Mike Lawrence was correct to criticize Gov. Rod Blagojevich for a “flimflam” budget that will put huge burdens on future taxpayers (“Budget in fiscal disasters for Blagojevich’s destructive promises,” Commentary, June 8), but he was wrong to also criticize the governor for standing by his promise not to increase sales or income taxes.
The problem in Illinois is not that taxes are too low. It is that spending is too high.
In 1998 Illinois’ total budget was about $38 billion. The Fiscal 2006 budget, passed less than two weeks ago, is more than $54 billion. That’s a nearly 50 percent increase in spending in eight years, a much larger increase than price inflation, growth of the economy, or increases in family income.
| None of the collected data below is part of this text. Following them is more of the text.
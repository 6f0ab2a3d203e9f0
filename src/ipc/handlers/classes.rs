use crate::ipc::error::ok;
use crate::ipc::helpers::{
    db_query_failed, get_optional_i64, get_optional_str, get_optional_string_array,
    get_required_i64, get_required_str, require_db, HandlerErr,
};
use crate::ipc::types::{AppState, Request};
use crate::ledger;
use rusqlite::{types::Value, Connection, OptionalExtension};
use serde_json::json;
use std::collections::HashMap;

const DAY_NAMES: [&str; 7] = [
    "Senin", "Selasa", "Rabu", "Kamis", "Jumat", "Sabtu", "Minggu",
];
const LEVELS: [&str; 3] = ["Beginner", "Intermediate", "Advanced"];

/// Column list shared by every class-with-details query. Keep in sync with
/// `class_detail_row_json`.
const CLASS_DETAIL_COLUMNS: &str = "c.id, c.name, c.level, c.teacher_id, c.room_id,
 c.start_time, c.end_time, c.days, c.max_capacity, c.created_at,
 t.full_name, t.subjects, t.created_at,
 r.name, r.branch, r.created_at,
 (SELECT COUNT(*) FROM enrollments e WHERE e.class_id = c.id)";

fn class_detail_row_json(row: &rusqlite::Row<'_>) -> rusqlite::Result<serde_json::Value> {
    let id: i64 = row.get(0)?;
    let name: String = row.get(1)?;
    let level: String = row.get(2)?;
    let teacher_id: i64 = row.get(3)?;
    let room_id: i64 = row.get(4)?;
    let start_time: String = row.get(5)?;
    let end_time: String = row.get(6)?;
    let days: String = row.get(7)?;
    let max_capacity: i64 = row.get(8)?;
    let created_at: String = row.get(9)?;
    let teacher_full_name: String = row.get(10)?;
    let teacher_subjects: String = row.get(11)?;
    let teacher_created_at: String = row.get(12)?;
    let room_name: String = row.get(13)?;
    let room_branch: String = row.get(14)?;
    let room_created_at: String = row.get(15)?;
    let enrolled_count: i64 = row.get(16)?;

    let days: Vec<String> = serde_json::from_str(&days).unwrap_or_default();
    let subjects: Vec<String> = serde_json::from_str(&teacher_subjects).unwrap_or_default();

    Ok(json!({
        "id": id,
        "name": name,
        "level": level,
        "teacherId": teacher_id,
        "roomId": room_id,
        "startTime": start_time,
        "endTime": end_time,
        "days": days,
        "maxCapacity": max_capacity,
        "createdAt": created_at,
        "teacher": {
            "id": teacher_id,
            "fullName": teacher_full_name,
            "subjects": subjects,
            "createdAt": teacher_created_at
        },
        "room": {
            "id": room_id,
            "name": room_name,
            "branch": room_branch,
            "createdAt": room_created_at
        },
        "enrolledCount": enrolled_count
    }))
}

pub(super) fn fetch_class_details(
    conn: &Connection,
    class_id: i64,
) -> Result<Option<serde_json::Value>, HandlerErr> {
    let sql = format!(
        "SELECT {CLASS_DETAIL_COLUMNS}
         FROM classes c
         JOIN teachers t ON t.id = c.teacher_id
         JOIN rooms r ON r.id = c.room_id
         WHERE c.id = ?"
    );
    conn.query_row(&sql, [class_id], class_detail_row_json)
        .optional()
        .map_err(db_query_failed)
}

fn valid_level(s: &str) -> bool {
    LEVELS.contains(&s)
}

fn valid_day(s: &str) -> bool {
    DAY_NAMES.contains(&s)
}

// Accepts H:MM or HH:MM, 00:00 through 23:59.
fn valid_time_hhmm(s: &str) -> bool {
    let Some((h, m)) = s.split_once(':') else {
        return false;
    };
    if h.is_empty() || h.len() > 2 || m.len() != 2 {
        return false;
    }
    if !h.chars().all(|c| c.is_ascii_digit()) || !m.chars().all(|c| c.is_ascii_digit()) {
        return false;
    }
    let (Ok(hours), Ok(minutes)) = (h.parse::<u32>(), m.parse::<u32>()) else {
        return false;
    };
    hours <= 23 && minutes <= 59
}
mod test_support;

use serde_json::json;
use test_support::{
    create_room, request_ok, select_workspace, spawn_sidecar, temp_dir,
};

#[test]
fn bundle_export_records_a_verifiable_checksum() {
    let (_child, mut stdin, mut reader) = spawn_sidecar();
    let workspace = select_workspace(&mut stdin, &mut reader, "branchd-backup-src");
    create_room(&mut stdin, &mut reader, "1", "Aula");

    let out_dir = temp_dir("branchd-backup-out");
    let bundle_path = out_dir.join("workspace.branchbackup.zip");

    let exported = request_ok(
        &mut stdin,
        &mut reader,
        "2",
        "backup.export",
        json!({ "outPath": bundle_path.to_string_lossy() }),
    );
    assert_eq!(
        exported.get("bundleFormat").and_then(|v| v.as_str()),
        Some("branchd-workspace-v1")
    );
    assert_eq!(exported.get("entryCount").and_then(|v| v.as_i64()), Some(3));
    let sha = exported
        .get("dbSha256")
        .and_then(|v| v.as_str())
        .expect("dbSha256")
        .to_string();
    assert_eq!(sha.len(), 64);

    // The manifest inside the bundle carries the same digest.
    let f = std::fs::File::open(&bundle_path).expect("open bundle");
    let mut archive = zip::ZipArchive::new(f).expect("open zip archive");
    let mut manifest = String::new();
    std::io::Read::read_to_string(
        &mut archive.by_name("manifest.json").expect("manifest entry"),
        &mut manifest,
    )
    .expect("read manifest");
    assert!(manifest.contains("branchd-workspace-v1"));
    assert!(manifest.contains(&sha));
    archive
        .by_name("db/branch.sqlite3")
        .expect("database entry in bundle");

    let _ = std::fs::remove_dir_all(workspace);
    let _ = std::fs::remove_dir_all(out_dir);
}

#[test]
fn bundle_import_restores_rows_into_a_fresh_workspace() {
    let (_child, mut stdin, mut reader) = spawn_sidecar();
    let workspace = select_workspace(&mut stdin, &mut reader, "branchd-backup-roundtrip");
    create_room(&mut stdin, &mut reader, "1", "Aula Ekspor");

    let out_dir = temp_dir("branchd-backup-bundle");
    let bundle_path = out_dir.join("workspace.branchbackup.zip");
    request_ok(
        &mut stdin,
        &mut reader,
        "2",
        "backup.export",
        json!({ "outPath": bundle_path.to_string_lossy() }),
    );

    // Import into a second sidecar with an empty workspace.
    let (_child2, mut stdin2, mut reader2) = spawn_sidecar();
    let workspace2 = select_workspace(&mut stdin2, &mut reader2, "branchd-backup-dst");

    let listed = request_ok(&mut stdin2, &mut reader2, "1", "rooms.list", json!({}));
    assert_eq!(
        listed.get("rooms").and_then(|v| v.as_array()).map(|a| a.len()),
        Some(0)
    );

    let imported = request_ok(
        &mut stdin2,
        &mut reader2,
        "2",
        "backup.import",
        json!({ "inPath": bundle_path.to_string_lossy() }),
    );
    assert_eq!(
        imported.get("bundleFormatDetected").and_then(|v| v.as_str()),
        Some("branchd-workspace-v1")
    );

    let listed = request_ok(&mut stdin2, &mut reader2, "3", "rooms.list", json!({}));
    let rooms = listed.get("rooms").and_then(|v| v.as_array()).expect("rooms");
    assert_eq!(rooms.len(), 1);
    assert_eq!(
        rooms[0].get("name").and_then(|v| v.as_str()),
        Some("Aula Ekspor")
    );

    let _ = std::fs::remove_dir_all(workspace);
    let _ = std::fs::remove_dir_all(workspace2);
    let _ = std::fs::remove_dir_all(out_dir);
}

#[test]
fn plain_sqlite_files_import_as_legacy() {
    let (_child, mut stdin, mut reader) = spawn_sidecar();
    let workspace = select_workspace(&mut stdin, &mut reader, "branchd-backup-legacy-src");
    create_room(&mut stdin, &mut reader, "1", "Aula Lama");

    // A raw database file, not a zip bundle.
    let db_copy_dir = temp_dir("branchd-backup-legacy-copy");
    let db_copy = db_copy_dir.join("old.sqlite3");
    std::fs::copy(workspace.join("branch.sqlite3"), &db_copy).expect("copy raw db");

    let (_child2, mut stdin2, mut reader2) = spawn_sidecar();
    let workspace2 = select_workspace(&mut stdin2, &mut reader2, "branchd-backup-legacy-dst");
    let imported = request_ok(
        &mut stdin2,
        &mut reader2,
        "1",
        "backup.import",
        json!({ "inPath": db_copy.to_string_lossy() }),
    );
    assert_eq!(
        imported.get("bundleFormatDetected").and_then(|v| v.as_str()),
        Some("legacy-sqlite3")
    );

    let listed = request_ok(&mut stdin2, &mut reader2, "2", "rooms.list", json!({}));
    assert_eq!(
        listed
            .get("rooms")
            .and_then(|v| v.as_array())
            .and_then(|a| a.first())
            .and_then(|r| r.get("name"))
            .and_then(|v| v.as_str()),
        Some("Aula Lama")
    );

    let _ = std::fs::remove_dir_all(workspace);
    let _ = std::fs::remove_dir_all(workspace2);
    let _ = std::fs::remove_dir_all(db_copy_dir);
}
Taxes were increased under Governors Jim Thompson, Jim Edgar, and George Ryan, and the budget is still a shambles. If tax increases solved budget problems, Illinois never would have gotten into this mess.
The irony is that Blagojevich identified the problem shortly after taking office in 2003, when he complained that Illinois lawmakers spend money “like drunken sailors.”
Until lawmakers take a sober approach to their job, no amount of tax increases will put the state on firmer financial footing.
Steve Stanek ([email protected]) is the author of Heartland Policy Study No. 107, “Illinois’ Public Pension Crisis,” released on May 24, 2005. He is also managing editor of a monthly publication addressing budget and tax policy issues across the country.